Per un Pac, che per sua natura è un investimento a lungo termine, è fondamentale investire in un paniere il più possibile ampio e diversificato, che non risenta dei cicli di mercato di un singolo settore o di un singolo Paese. Gli Etf globali, ad esempio, che replicano indici come l'Msci World, offrono proprio questa caratteristica, riducendo il rischio di entrare sul mercato "al momento sbagliato" e permettendo di beneficiare della crescita economica mondiale.
La crescente domanda di Pac in Etf ha spinto banche e broker a competere offrendo soluzioni sempre più convenienti. Oggi, è possibile costruire un piano di accumulo con commissioni di acquisto molto basse, o addirittura azzerate. Alcuni esempi? Directa: È stata pioniera in Italia offrendo un Pac automatico in Etf con zero costi di esecuzione su una vasta lista di strumenti convenzionati. È una soluzione ideale per chi vuole avere il pieno controllo e agire in autonomia. Fineco: Con il servizio Piano Replay, permette di creare un Pac su Etf con la possibilità di ribilanciamento automatico. L'offerta è particolarmente vantaggiosa per gli under 30, che possono usufruire del servizio gratuitamente. Moneyfarm: Ha recentemente lanciato il suo Pac in Etf automatico, che si aggiunge al servizio di gestione patrimoniale. Con versamenti a partire da 10 euro e commissioni di acquisto azzerate, si posiziona come una valida alternativa per chi cerca semplicità e automazione.
Ma sono sempre più numerose le banche e le piattaforme (Trade Republic, Scalable, Revolut…) che offrono la possibilità di sottoscrivere dei Pac in etf o comunque tutte consentono di negoziare gli etf e naturalmente un aspetto importante prima di sottoscrivere un pac è valutare i costi sia dello strumento sottostante che quelli diretti e indiretti come spese fisse o di negoziazione.
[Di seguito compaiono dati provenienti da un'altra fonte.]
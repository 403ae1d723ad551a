use crate::cli::{
    actions::{server::Args, Action},
    commands::gate,
};
use anyhow::Result;

/// # Errors
/// Returns an error if required arguments are missing or inconsistent.
pub fn handler(matches: &clap::ArgMatches) -> Result<Action> {
    let port = matches.get_one::<u16>("port").copied().unwrap_or(3437);
    let options = gate::Options::parse(matches);

    Ok(Action::Server(Args {
        port,
        session_ttl_seconds: options.session_ttl_seconds,
        verification_ttl_seconds: options.verification_ttl_seconds,
    }))
}
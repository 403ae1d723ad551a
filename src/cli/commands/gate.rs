use clap::{Arg, Command};

pub const ARG_SESSION_TTL: &str = "session-ttl-seconds";
pub const ARG_VERIFICATION_TTL: &str = "verification-ttl-seconds";

/// Gate and token lifetime options parsed from the command line.
#[derive(Debug, Clone, Copy)]
pub struct Options {
    pub session_ttl_seconds: u64,
    pub verification_ttl_seconds: i64,
}

impl Options {
    #[must_use]
    pub fn parse(matches: &clap::ArgMatches) -> Self {
        Self {
            session_ttl_seconds: matches
                .get_one::<u64>(ARG_SESSION_TTL)
                .copied()
                .unwrap_or(30 * 24 * 60 * 60),
            verification_ttl_seconds: matches
                .get_one::<i64>(ARG_VERIFICATION_TTL)
                .copied()
                .unwrap_or(60 * 60),
        }
    }
}

#[must_use]
pub fn with_args(command: Command) -> Command {
    command
        .arg(
            Arg::new(ARG_SESSION_TTL)
                .long(ARG_SESSION_TTL)
                .help("Maximum session lifetime in seconds before the head session expires")
                .default_value("2592000")
                .env("GATEHOUSE_SESSION_TTL_SECONDS")
                .value_parser(clap::value_parser!(u64)),
        )
        .arg(
            Arg::new(ARG_VERIFICATION_TTL)
                .long(ARG_VERIFICATION_TTL)
                .help("Verification token lifetime in seconds")
                .default_value("3600")
                .env("GATEHOUSE_VERIFICATION_TTL_SECONDS")
                .value_parser(clap::value_parser!(i64)),
        )
}
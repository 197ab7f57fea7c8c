//! Shared error handling for API endpoints.

use axum::{
    Json,
    http::StatusCode,
    response::{IntoResponse, Response},
};
use serde::Serialize;
use tracing::error;

/// Extension trait for concise error mapping on Results.
pub trait ResultExt<T> {
    fn db_err(self, msg: &str) -> Result<T, ApiError>;
}

impl<T, E: std::fmt::Display> ResultExt<T> for Result<T, E> {
    fn db_err(self, msg: &str) -> Result<T, ApiError> {
        self.map_err(|e| ApiError::db_error(msg, e))
    }
}

/// API error type with automatic response conversion.
#[derive(Debug)]
pub enum ApiError {
    BadRequest(String),
    Unauthorized(String),
    Forbidden(String),
    NotFound(String),
    Conflict(String),
    TooManyRequests(String),
    Internal(String),
}

impl ApiError {
    pub fn bad_request(msg: impl Into<String>) -> Self {
        Self::BadRequest(msg.into())
    }

    pub fn unauthorized(msg: impl Into<String>) -> Self {
        Self::Unauthorized(msg.into())
    }

    pub fn forbidden(msg: impl Into<String>) -> Self {
        Self::Forbidden(msg.into())
    }

    pub fn not_found(msg: impl Into<String>) -> Self {
        Self::NotFound(msg.into())
    }

    pub fn conflict(msg: impl Into<String>) -> Self {
        Self::Conflict(msg.into())
    }

    pub fn too_many_requests(msg: impl Into<String>) -> Self {
        Self::TooManyRequests(msg.into())
    }

    pub fn internal(msg: impl Into<String>) -> Self {
        Self::Internal(msg.into())
    }

    pub fn db_error(context: &str, e: impl std::fmt::Display) -> Self {
        error!("{}: {}", context, e);
        Self::Internal("Database error".into())
    }
}

#[derive(Serialize)]
struct ErrorResponse {
    message: String,
}

impl IntoResponse for ApiError {
    fn into_response(self) -> Response {
        let (status, message) = match self {
            ApiError::BadRequest(msg) => (StatusCode::BAD_REQUEST, msg),
            ApiError::Unauthorized(msg) => (StatusCode::UNAUTHORIZED, msg),
            ApiError::Forbidden(msg) => (StatusCode::FORBIDDEN, msg),
            ApiError::NotFound(msg) => (StatusCode::NOT_FOUND, msg),
            ApiError::Conflict(msg) => (StatusCode::CONFLICT, msg),
            ApiError::TooManyRequests(msg) => (StatusCode::TOO_MANY_REQUESTS, msg),
            ApiError::Internal(msg) => (StatusCode::INTERNAL_SERVER_ERROR, msg),
        };
        (status, Json(ErrorResponse { message })).into_response()
    }
}

/// Validate a UUID path parameter.
pub fn validate_uuid(uuid: &str) -> Result<(), ApiError> {
    if uuid.is_empty() || uuid.len() > 36 || uuid::Uuid::parse_str(uuid).is_err() {
        return Err(ApiError::bad_request("Invalid UUID format"));
    }
    Ok(())
}

/// Validate a required text field by character count.
pub fn validate_text(field: &str, value: &str, min: usize, max: usize) -> Result<(), ApiError> {
    let len = value.trim().chars().count();
    if len < min {
        return Err(ApiError::bad_request(format!("{field} is required")));
    }
    if len > max {
        return Err(ApiError::bad_request(format!(
            "{field} must be at most {max} characters"
        )));
    }
    Ok(())
}
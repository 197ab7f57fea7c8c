//! Password hashing with Argon2id (PHC string format).

use argon2::{
    Argon2,
    password_hash::{PasswordHash, PasswordHasher, PasswordVerifier, SaltString, rand_core::OsRng},
};
use thiserror::Error;

pub const MIN_PASSWORD_LENGTH: usize = 10;
pub const MAX_PASSWORD_LENGTH: usize = 128;

#[derive(Debug, Error)]
pub enum PasswordError {
    #[error("Failed to hash password: {0}")]
    Hashing(String),
    #[error("Invalid password hash format")]
    InvalidHash,
}

/// Hash a plaintext password with a fresh random salt.
pub fn hash_password(password: &str) -> Result<String, PasswordError> {
    let salt = SaltString::generate(&mut OsRng);
    Argon2::default()
        .hash_password(password.as_bytes(), &salt)
        .map(|hash| hash.to_string())
        .map_err(|e| PasswordError::Hashing(e.to_string()))
}

/// Check a plaintext password against a stored PHC hash.
/// A mismatch is `Ok(false)`; only a corrupt hash is an error.
pub fn verify_password(password: &str, hash: &str) -> Result<bool, PasswordError> {
    let parsed = PasswordHash::new(hash).map_err(|_| PasswordError::InvalidHash)?;
    Ok(Argon2::default()
        .verify_password(password.as_bytes(), &parsed)
        .is_ok())
}

/// Length bounds for new passwords.
pub fn validate_password(password: &str) -> Result<(), String> {
    let len = password.chars().count();
    if len < MIN_PASSWORD_LENGTH {
        return Err(format!(
            "Password must be at least {} characters",
            MIN_PASSWORD_LENGTH
        ));
    }
    if len > MAX_PASSWORD_LENGTH {
        return Err(format!(
            "Password must be at most {} characters",
            MAX_PASSWORD_LENGTH
        ));
    }
    Ok(())
}
use clap::Parser;
use hireportal::cli::{
    Args, build_config, handle_create_admin, init_logging, load_jwt_secret, open_database,
};
use hireportal::{init_cleanup, run_server};
use tracing::{error, info};

#[tokio::main]
async fn main() {
    let args = Args::parse();

    init_logging(args.log_format);

    let Some(jwt_secret) = load_jwt_secret(args.jwt_secret_file.as_deref(), args.env) else {
        std::process::exit(1);
    };

    let Some(db) = open_database(&args.database).await else {
        std::process::exit(1);
    };

    if let Some(email) = args.create_admin.as_deref() {
        handle_create_admin(&db, email).await;
    }

    let addr = format!("0.0.0.0:{}", args.port);
    let listener = tokio::net::TcpListener::bind(&addr)
        .await
        .unwrap_or_else(|e| {
            error!(address = %addr, error = %e, "Failed to bind");
            std::process::exit(1);
        });

    let local_addr = listener.local_addr().unwrap_or_else(|e| {
        error!(error = %e, "Failed to read local address");
        std::process::exit(1);
    });

    init_cleanup(&db).await;

    let config = build_config(
        db,
        jwt_secret,
        args.env,
        args.insecure_cookies,
        args.trust_proxy,
    );

    info!(address = %local_addr, env = ?args.env, "Listening");

    if let Err(e) = run_server(config, listener).await {
        error!(error = %e, "Server error");
        std::process::exit(1);
    }
}
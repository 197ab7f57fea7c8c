//! API client used by front-end tooling and integration tests.
//!
//! ```ignore
//! let storage = Arc::new(FileStorage::new(".session"));
//! let tokens = Arc::new(TokenStore::new(storage));
//! tokens.load_token_from_storage();
//!
//! let client = ApiClient::new(ReqwestTransport::new(base_url)?, tokens);
//! let jobs = client.send(ApiRequest::get("/api/jobs")).await?;
//! ```

mod api_client;
mod coordinator;
mod error;
mod storage;
mod token_store;
mod transport;

pub use api_client::{ApiClient, DEFAULT_REFRESH_TIMEOUT};
pub use coordinator::{Acquired, RefreshCoordinator, RefreshLeader};
pub use error::{ClientError, RefreshError};
pub use storage::{FileStorage, MemoryStorage, TokenStorage};
pub use token_store::{ACCESS_TOKEN_SLOT, TokenStore};
pub use transport::{
    ApiRequest, ApiResponse, REFRESH_PATH, ReqwestTransport, Transport, TransportError,
};
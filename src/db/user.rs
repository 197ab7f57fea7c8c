use sqlx::sqlite::SqlitePool;

#[derive(Clone)]
pub struct UserStore {
    pool: SqlitePool,
}

/// User role for authorization.
#[derive(Debug, Clone, Copy, PartialEq, Eq, Hash, serde::Serialize, serde::Deserialize)]
#[serde(rename_all = "lowercase")]
pub enum UserRole {
    Admin,
    Recruiter,
    User,
}

impl UserRole {
    pub fn as_str(&self) -> &'static str {
        match self {
            UserRole::Admin => "admin",
            UserRole::Recruiter => "recruiter",
            UserRole::User => "user",
        }
    }

    /// Parse a stored role. Unknown values fall back to the least privileged role.
    pub fn from_db(s: &str) -> Self {
        match s {
            "admin" => UserRole::Admin,
            "recruiter" => UserRole::Recruiter,
            _ => UserRole::User,
        }
    }
}

impl std::fmt::Display for UserRole {
    fn fmt(&self, f: &mut std::fmt::Formatter<'_>) -> std::fmt::Result {
        f.write_str(self.as_str())
    }
}

#[derive(Debug, Clone)]
pub struct User {
    pub id: i64,
    pub uuid: String,
    pub email: String,
    pub name: String,
    pub password_hash: String,
    pub role: UserRole,
    pub active: bool,
}

#[derive(sqlx::FromRow)]
struct UserRow {
    id: i64,
    uuid: String,
    email: String,
    name: String,
    password_hash: String,
    role: String,
    active: i32,
}

impl From<UserRow> for User {
    fn from(row: UserRow) -> Self {
        Self {
            id: row.id,
            uuid: row.uuid,
            email: row.email,
            name: row.name,
            password_hash: row.password_hash,
            role: UserRole::from_db(&row.role),
            active: row.active != 0,
        }
    }
}

/// Fields required to create an account.
#[derive(Debug, Clone)]
pub struct NewUser<'a> {
    pub uuid: &'a str,
    pub email: &'a str,
    pub name: &'a str,
    pub password_hash: &'a str,
    pub role: UserRole,
}

/// Public user summary for the admin dashboard. Does not expose internal IDs or hashes.
#[derive(Debug, Clone, serde::Serialize)]
pub struct UserSummary {
    pub uuid: String,
    pub email: String,
    pub name: String,
    pub role: UserRole,
    pub active: bool,
    pub created_at: String,
}

#[derive(sqlx::FromRow)]
struct UserSummaryRow {
    uuid: String,
    email: String,
    name: String,
    role: String,
    active: i32,
    created_at: String,
}

impl From<UserSummaryRow> for UserSummary {
    fn from(row: UserSummaryRow) -> Self {
        Self {
            uuid: row.uuid,
            email: row.email,
            name: row.name,
            role: UserRole::from_db(&row.role),
            active: row.active != 0,
            created_at: row.created_at,
        }
    }
}

const USER_COLUMNS: &str = "id, uuid, email, name, password_hash, role, active";

impl UserStore {
    pub fn new(pool: SqlitePool) -> Self {
        Self { pool }
    }

    /// Create an active user. Returns the user ID.
    pub async fn create(&self, user: NewUser<'_>) -> Result<i64, sqlx::Error> {
        let result = sqlx::query(
            "INSERT INTO users (uuid, email, name, password_hash, role) VALUES (?, ?, ?, ?, ?)",
        )
        .bind(user.uuid)
        .bind(user.email)
        .bind(user.name)
        .bind(user.password_hash)
        .bind(user.role.as_str())
        .execute(&self.pool)
        .await?;
        Ok(result.last_insert_rowid())
    }

    /// Get a user by email (case-insensitive).
    pub async fn get_by_email(&self, email: &str) -> Result<Option<User>, sqlx::Error> {
        let row: Option<UserRow> =
            sqlx::query_as(&format!("SELECT {USER_COLUMNS} FROM users WHERE email = ?"))
                .bind(email)
                .fetch_optional(&self.pool)
                .await?;
        Ok(row.map(User::from))
    }

    /// Get a user by UUID.
    pub async fn get_by_uuid(&self, uuid: &str) -> Result<Option<User>, sqlx::Error> {
        let row: Option<UserRow> =
            sqlx::query_as(&format!("SELECT {USER_COLUMNS} FROM users WHERE uuid = ?"))
                .bind(uuid)
                .fetch_optional(&self.pool)
                .await?;
        Ok(row.map(User::from))
    }

    /// Enable or disable sign-in for a user.
    pub async fn set_active(&self, id: i64, active: bool) -> Result<bool, sqlx::Error> {
        let result = sqlx::query("UPDATE users SET active = ? WHERE id = ?")
            .bind(active as i32)
            .bind(id)
            .execute(&self.pool)
            .await?;
        Ok(result.rows_affected() > 0)
    }

    /// List all users (for admin dashboard).
    pub async fn list(&self) -> Result<Vec<UserSummary>, sqlx::Error> {
        let rows: Vec<UserSummaryRow> = sqlx::query_as(
            "SELECT uuid, email, name, role, active, created_at FROM users ORDER BY created_at, id",
        )
        .fetch_all(&self.pool)
        .await?;
        Ok(rows.into_iter().map(UserSummary::from).collect())
    }
}
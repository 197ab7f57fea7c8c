//! Request-scoped authentication and authorization middleware.
//!
//! ```ignore
//! // Two stages, composed. Layers run bottom-up, so `require_auth` runs first.
//! Router::new()
//!     .route("/users", get(list_users))
//!     .route_layer(middleware::from_fn_with_state(ADMIN_ONLY, require_role))
//!     .route_layer(middleware::from_fn_with_state(jwt.clone(), require_auth));
//!
//! // One unit.
//! post(create_job).route_layer(middleware::from_fn_with_state(
//!     AuthGuard::new(jwt, STAFF),
//!     auth_and_role,
//! ));
//! ```

use std::sync::Arc;

use axum::{
    extract::{Request, State},
    http::{HeaderMap, header},
    middleware::Next,
    response::Response,
};
use tracing::{debug, warn};

use super::errors::AuthError;
use super::types::{AllowedRoles, AuthGuard, Identity};
use crate::jwt::JwtConfig;

/// Verify the bearer token in `headers` and decode its identity.
pub fn authenticate(headers: &HeaderMap, jwt: &JwtConfig) -> Result<Identity, AuthError> {
    let value = headers
        .get(header::AUTHORIZATION)
        .ok_or(AuthError::MissingToken)?;

    let token = value
        .to_str()
        .ok()
        .and_then(|v| v.strip_prefix("Bearer "))
        .map(str::trim)
        .filter(|t| !t.is_empty())
        .ok_or(AuthError::InvalidToken)?;

    let claims = jwt.validate_access_token(token).map_err(|e| {
        debug!(error = %e, "Rejected bearer token");
        AuthError::InvalidToken
    })?;

    Ok(Identity::from(claims))
}

/// Check an identity against a route's allow-list.
pub fn authorize(identity: &Identity, allowed: AllowedRoles) -> Result<(), AuthError> {
    if allowed.contains(identity.role) {
        Ok(())
    } else {
        warn!(user = %identity.sub, role = %identity.role, "Role not allowed on route");
        Err(AuthError::InsufficientRole)
    }
}

/// Reject requests without a valid access token; attach the identity otherwise.
pub async fn require_auth(
    State(jwt): State<Arc<JwtConfig>>,
    mut request: Request,
    next: Next,
) -> Result<Response, AuthError> {
    let identity = authenticate(request.headers(), &jwt)?;
    request.extensions_mut().insert(identity);
    Ok(next.run(request).await)
}

/// Reject requests whose identity is not in `allowed`. Must run after `require_auth`.
pub async fn require_role(
    State(allowed): State<AllowedRoles>,
    request: Request,
    next: Next,
) -> Result<Response, AuthError> {
    let identity = request
        .extensions()
        .get::<Identity>()
        .ok_or(AuthError::MissingToken)?;
    authorize(identity, allowed)?;
    Ok(next.run(request).await)
}

/// `require_auth` followed by `require_role` as a single layer.
pub async fn auth_and_role(
    State(guard): State<AuthGuard>,
    mut request: Request,
    next: Next,
) -> Result<Response, AuthError> {
    let identity = authenticate(request.headers(), &guard.jwt)?;
    authorize(&identity, guard.allowed)?;
    request.extensions_mut().insert(identity);
    Ok(next.run(request).await)
}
La scelta della piattaforma dipende dalle esigenze di ciascuno, ma il punto fermo rimane l'importanza di investire in strumenti diversificati e con costi contenuti. Per un investimento di lungo periodo, è fondamentale scegliere un paniere che non sia troppo tematico o «alla moda» secondo SoldiExpert SCF ma che rifletta una diversificazione ampia a livello di settori e Paesi. Questo è il miglior antidoto contro la volatilità e le mode del momento.
«Come consulenti finanziari indipendenti ovvero soggetti iscritti all’Albo Ocf (obbligatorio per chi in Italia fornisce consigli di investimento)», spiega Gaziano, «forniamo un’ampia consulenza senza conflitti di interesse (siamo pagati solo a parcella e non riceviamo commissioni sui prodotti o strumenti consigliati) a piccoli e grandi investitore e supportiamo i clienti nella scelta del Pac migliore a partire dalla scelta dell’intermediario e poi degli strumenti migliori o valutiamo se già sono stati attivati dei Pac magari in fondi di investimento se superano la valutazione costi-benefici».